Here's an interesting contrast within a parallel.

First from Rouse's translation of The Iliad.  When Hector challenges the Greeks to send forth a champion to fight him singly, he offers these conditions:
...if Apollo grant me success, and I strike him down, I will strip off his armor and take it into sacred Troy...but the body I will give back, that his friends may carry it to their camp, to give him funeral and build him a barrow beside the broad Hellespont.  Then men will say in far distant generations to come, as they sail along the shore, 'Yonder is the barrow of a man dead long ago, a champion whom famous Hector slew.'  So my fame will never be forgotten.

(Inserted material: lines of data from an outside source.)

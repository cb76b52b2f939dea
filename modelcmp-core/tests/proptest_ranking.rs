//! Property-based tests for variant selection and composite ranking.

use proptest::prelude::*;

use modelcmp_core::{
    DegeneratePolicy, RankingConfig, ResultRow, ResultTable, SummaryRow,
    generate_model_summary, identify_overall_best_model,
};

#[derive(Debug, Clone)]
struct Metrics {
    accuracy: f64,
    precision: f64,
    recall: f64,
    f1: f64,
    cost: f64,
}

fn metrics() -> impl Strategy<Value = Metrics> {
    // Values on a coarse grid so ties actually happen.
    (0u32..=20, 0u32..=20, 0u32..=20, 0u32..=20, 0u32..=50).prop_map(|(a, p, r, f, c)| Metrics {
        accuracy: a as f64 / 20.0,
        precision: p as f64 / 20.0,
        recall: r as f64 / 20.0,
        f1: f as f64 / 20.0,
        cost: c as f64 * 10.0,
    })
}

fn row(model: &str, m: &Metrics) -> ResultRow {
    ResultRow::new(model, m.accuracy, m.precision, m.recall, m.f1, m.cost).unwrap()
}

fn summary_rows(models: &[Metrics]) -> Vec<SummaryRow> {
    models
        .iter()
        .enumerate()
        .map(|(i, m)| SummaryRow {
            row: row(&format!("m{i}"), m),
            is_best_cost: false,
        })
        .collect()
}

fn score_of(rows: &[SummaryRow], model: &str) -> f64 {
    identify_overall_best_model(rows, &RankingConfig::default())
        .unwrap()
        .into_iter()
        .find(|r| r.model() == model)
        .unwrap()
        .composite_score
}

// --- Variant selection properties ---

proptest! {
    #[test]
    fn one_summary_row_per_table(
        tables in prop::collection::vec(prop::collection::vec(metrics(), 1..6), 1..8),
    ) {
        let tables: Vec<ResultTable> = tables
            .iter()
            .enumerate()
            .map(|(i, variants)| {
                let name = format!("model{i}");
                ResultTable::new(variants.iter().map(|m| row(&name, m)).collect()).unwrap()
            })
            .collect();

        let summary = generate_model_summary(&tables).unwrap();
        prop_assert_eq!(summary.len(), tables.len());
        for (table, s) in tables.iter().zip(&summary) {
            prop_assert_eq!(Some(s.row.model.as_str()), table.model());
        }
    }

    #[test]
    fn selected_variant_is_not_beaten_on_recall(variants in prop::collection::vec(metrics(), 1..10)) {
        let table = ResultTable::new(variants.iter().map(|m| row("m", m)).collect()).unwrap();
        let summary = generate_model_summary(std::slice::from_ref(&table)).unwrap();
        let best = &summary[0].row;
        for other in table.rows() {
            prop_assert!(other.recall <= best.recall);
            if other.recall == best.recall {
                prop_assert!(other.cost >= best.cost);
            }
        }
    }

    #[test]
    fn full_ties_select_first_row(m in metrics(), copies in 2usize..6) {
        let rows: Vec<ResultRow> = (0..copies)
            .map(|i| row("m", &m).with_variant(format!("v{i}")))
            .collect();
        let table = ResultTable::new(rows).unwrap();
        let summary = generate_model_summary(&[table]).unwrap();
        prop_assert_eq!(summary[0].row.variant.as_deref(), Some("v0"));
    }

    #[test]
    fn best_cost_flag_matches_minimum(models in prop::collection::vec(metrics(), 1..8)) {
        let tables: Vec<ResultTable> = models
            .iter()
            .enumerate()
            .map(|(i, m)| ResultTable::new(vec![row(&format!("m{i}"), m)]).unwrap())
            .collect();
        let summary = generate_model_summary(&tables).unwrap();
        let min_cost = models.iter().map(|m| m.cost).fold(f64::INFINITY, f64::min);
        for s in &summary {
            prop_assert_eq!(s.is_best_cost, s.row.cost == min_cost);
        }
        prop_assert!(summary.iter().any(|s| s.is_best_cost));
    }
}

// --- Composite ranking properties ---

proptest! {
    #[test]
    fn scores_are_finite_and_sorted(
        models in prop::collection::vec(metrics(), 1..8),
        half in any::<bool>(),
    ) {
        let config = RankingConfig {
            degenerate_policy: if half { DegeneratePolicy::Half } else { DegeneratePolicy::Zero },
            ..RankingConfig::default()
        };
        let ranked = identify_overall_best_model(&summary_rows(&models), &config).unwrap();
        prop_assert_eq!(ranked.len(), models.len());
        for r in &ranked {
            prop_assert!(r.composite_score.is_finite());
            prop_assert!(r.composite_score >= 0.0 && r.composite_score <= 7.0 + 1e-9);
        }
        for pair in ranked.windows(2) {
            prop_assert!(pair[0].composite_score >= pair[1].composite_score);
        }
    }

    #[test]
    fn overall_best_flags_exactly_the_maximum(models in prop::collection::vec(metrics(), 1..8)) {
        let ranked = identify_overall_best_model(&summary_rows(&models), &RankingConfig::default()).unwrap();
        let max = ranked.iter().map(|r| r.composite_score).fold(f64::NEG_INFINITY, f64::max);
        for r in &ranked {
            prop_assert_eq!(r.is_overall_best, r.composite_score == max);
        }
        prop_assert!(ranked[0].is_overall_best);
    }

    #[test]
    fn score_non_decreasing_in_recall(
        models in prop::collection::vec(metrics(), 2..6),
        bump in 1u32..=20,
    ) {
        let rows = summary_rows(&models);
        let before = score_of(&rows, "m0");

        let mut improved = models.clone();
        improved[0].recall = (improved[0].recall + bump as f64 / 20.0).min(1.0);
        let after = score_of(&summary_rows(&improved), "m0");
        prop_assert!(after >= before - 1e-9, "{} < {}", after, before);
    }

    #[test]
    fn score_non_decreasing_in_accuracy(
        models in prop::collection::vec(metrics(), 2..6),
        bump in 1u32..=20,
    ) {
        let before = score_of(&summary_rows(&models), "m0");
        let mut improved = models.clone();
        improved[0].accuracy = (improved[0].accuracy + bump as f64 / 20.0).min(1.0);
        let after = score_of(&summary_rows(&improved), "m0");
        prop_assert!(after >= before - 1e-9, "{} < {}", after, before);
    }

    #[test]
    fn score_non_decreasing_in_precision(
        models in prop::collection::vec(metrics(), 2..6),
        bump in 1u32..=20,
    ) {
        let before = score_of(&summary_rows(&models), "m0");
        let mut improved = models.clone();
        improved[0].precision = (improved[0].precision + bump as f64 / 20.0).min(1.0);
        let after = score_of(&summary_rows(&improved), "m0");
        prop_assert!(after >= before - 1e-9, "{} < {}", after, before);
    }

    #[test]
    fn score_non_decreasing_in_f1(
        models in prop::collection::vec(metrics(), 2..6),
        bump in 1u32..=20,
    ) {
        let before = score_of(&summary_rows(&models), "m0");
        let mut improved = models.clone();
        improved[0].f1 = (improved[0].f1 + bump as f64 / 20.0).min(1.0);
        let after = score_of(&summary_rows(&improved), "m0");
        prop_assert!(after >= before - 1e-9, "{} < {}", after, before);
    }

    #[test]
    fn score_non_increasing_in_cost(
        models in prop::collection::vec(metrics(), 2..6),
        extra in 1u32..=50,
    ) {
        let before = score_of(&summary_rows(&models), "m0");
        let mut pricier = models.clone();
        pricier[0].cost += extra as f64 * 10.0;
        let after = score_of(&summary_rows(&pricier), "m0");
        prop_assert!(after <= before + 1e-9, "{} > {}", after, before);
    }
}
//! Error types for the modelcmp core library.
//!
//! Uses `thiserror` for structured error variants covering malformed input
//! tables, degenerate score computations and configuration problems.

use crate::types::Metric;

/// Top-level error type for the modelcmp core library.
#[derive(Debug, thiserror::Error)]
pub enum CompareError {
    #[error("Input error: {0}")]
    Input(#[from] InputError),

    #[error("Computation error: {0}")]
    Computation(#[from] ComputationError),

    #[error("Configuration error: {0}")]
    Config(#[from] ConfigError),

    #[error("IO error: {0}")]
    Io(#[from] std::io::Error),

    #[error("Serialization error: {0}")]
    Serialization(#[from] serde_json::Error),
}

/// Errors caused by the caller-supplied result tables.
#[derive(Debug, Clone, PartialEq, thiserror::Error)]
pub enum InputError {
    #[error("Result table {index} has no rows, no variant to select")]
    EmptyTable { index: usize },

    #[error("No models to rank")]
    NoModels,

    #[error("Missing required column: {column}")]
    MissingColumn { column: String },

    #[error("Invalid value {value:?} in column '{column}' at row {row}")]
    InvalidValue {
        column: String,
        row: usize,
        value: String,
    },

    #[error("{metric} value {value} for model '{model}' is outside {expected}")]
    OutOfRange {
        model: String,
        metric: Metric,
        value: f64,
        expected: &'static str,
    },

    #[error("Result table mixes models '{expected}' and '{found}'")]
    MixedModels { expected: String, found: String },

    #[error("Column '{column}' is reserved for derived output")]
    ReservedColumn { column: String },
}

/// Errors raised while computing composite scores.
#[derive(Debug, Clone, PartialEq, thiserror::Error)]
pub enum ComputationError {
    #[error("Degenerate normalization range for {metric}: every model has {value}")]
    DegenerateRange { metric: Metric, value: f64 },
}

/// Errors from the configuration system.
#[derive(Debug, thiserror::Error)]
pub enum ConfigError {
    #[error("Weight for {metric} must be finite and non-negative, got {value}")]
    InvalidWeight { metric: Metric, value: f64 },

    #[error("Failed to load configuration: {0}")]
    Load(#[from] Box<figment::Error>),
}

/// A type alias for results using the top-level `CompareError`.
pub type Result<T> = std::result::Result<T, CompareError>;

What a pistol.  It's a different story at the end of Beowulf when, fatally wounded by a dragon, Beowulf says:
Command the battle-warriors, after the funeral fire,
to build a fine barrow overlooking the sea;
let it tower high on Whaleness
as a reminder to my people.
And let it be known as Beowulf's Barrow
to all seafarers, to men who steer their ships
from far over the swell and the saltspray.
Funny that such a grand ambition could appear humble and unassuming compared to the hubris of Hector.  Beowulf saw his end and wanted geography to remember him.  Hector, though, his pride had not been blunted.  The gods had not inspired him to know that, though never forgotten, his fame would be as the champion whom famous Achilles slew.